29 November 2005

Musical Disharmony

Last year, before satellite radio was even more than a glimmer in our minds, Dish Network picked up the Sirius music channels. When there was nothing else on television, we'd pop on the 60s channel instead, and at Christmastime I discovered they'd taken one of their regular channels (Easy Listening, I'm almost positive) and turned it into a holiday music channel. Now there were two, along with Dish's own Holiday Music Channel, each with a different playlist.

So now that I had satellite radio, I looked forward to having Christmas music when this time of the year rolled around.

I'm now really disappointed. This year the holiday channel is on Channel 2, StarTime or StarLight, whatever, and I think someone broke into their holiday music catalog and destroyed everything but about 36 hours of the same songs. Since Saturday (and I've only had the channel on for a total of about three hours) I've heard Bruce Springsteen yelling a Christmas song at least four times; I've also heard "The Christmas Song" by Nat King Cole upteen times and John Lennon's Christmas hit and many others too many times already. When they play Gene Autry, it is always "Here Comes Santa Claus." Perry Como is always "There's No Place Like Home for the Holidays." Etc. Plus they have really bad rock Christmas songs mixed in, like the Springsteen, and Macy Gray, who sounds like she's 100 years old with strep throat.

So I finally went back to the real radio and settled on 94.9. I have to listen to commercials, but anything's better than another Macy Gray rendition and yet another repeat of the last fifteen songs. My God, in my own personal collection I have at least three days worth of Christmas music, no two versions alike, and I don't have half of what's out there.

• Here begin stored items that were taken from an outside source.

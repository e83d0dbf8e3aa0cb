//! Annotations attached to green nodes.
//!
//! Annotations are invisible to the printed text. Rewrites tag the nodes they
//! create so that later passes (simplification, formatting) can find them and
//! leave the rest of the tree alone.

use std::fmt;
use std::ops::{BitOr, BitOrAssign};

/// A small set of annotation flags.
#[derive(Clone, Copy, Default, PartialEq, Eq, Hash)]
pub struct Annotations(u8);

impl Annotations {
    /// No annotations.
    pub const NONE: Self = Self(0);
    /// The node may be simplified by a simplification pass.
    pub const SIMPLIFY: Self = Self(1);
    /// The node may be reformatted by a formatting pass.
    pub const FORMAT: Self = Self(1 << 1);

    /// Returns the union of two sets.
    #[inline]
    pub const fn union(self, other: Self) -> Self {
        Self(self.0 | other.0)
    }

    /// Returns true if every flag in `other` is set in `self`.
    #[inline]
    pub const fn contains(self, other: Self) -> bool {
        self.0 & other.0 == other.0
    }

    /// Returns true if no flag is set.
    #[inline]
    pub const fn is_empty(self) -> bool {
        self.0 == 0
    }
}

impl BitOr for Annotations {
    type Output = Self;

    fn bitor(self, rhs: Self) -> Self {
        self.union(rhs)
    }
}

impl BitOrAssign for Annotations {
    fn bitor_assign(&mut self, rhs: Self) {
        *self = self.union(rhs);
    }
}

impl fmt::Debug for Annotations {
    fn fmt(&self, f: &mut fmt::Formatter<'_>) -> fmt::Result {
        let mut set = f.debug_set();
        if self.contains(Self::SIMPLIFY) {
            set.entry(&"SIMPLIFY");
        }
        if self.contains(Self::FORMAT) {
            set.entry(&"FORMAT");
        }
        set.finish()
    }
}

#[cfg(test)]
mod tests {
    use super::*;

    #[test]
    fn test_union_and_contains() {
        let both = Annotations::SIMPLIFY | Annotations::FORMAT;
        assert!(both.contains(Annotations::SIMPLIFY));
        assert!(both.contains(Annotations::FORMAT));
        assert!(!Annotations::SIMPLIFY.contains(Annotations::FORMAT));
    }

    #[test]
    fn test_empty() {
        assert!(Annotations::NONE.is_empty());
        assert!(Annotations::default().is_empty());
        assert!(!Annotations::FORMAT.is_empty());
        // Every set contains the empty set
        assert!(Annotations::FORMAT.contains(Annotations::NONE));
    }

    #[test]
    fn test_debug() {
        let both = Annotations::SIMPLIFY | Annotations::FORMAT;
        assert_eq!(format!("{:?}", both), r#"{"SIMPLIFY", "FORMAT"}"#);
        assert_eq!(format!("{:?}", Annotations::NONE), "{}");
    }
}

While tuning 94.9 back in I accidentally hit the preset for 104.whatever, and that terrible song "The Christmas Shoes" was on. For that I'd go back to Macy Gray. God, I despise that song. Oh, I loved the original story when it was a six paragraph story at the end of an article in Reader's Digest over 20 years ago; it was simple and touching and made you think. I didn't even mind the different embellished versions in those Chicken Soup for the Soul type books. But this wailing, lugibrious version of the tale is simply horrible.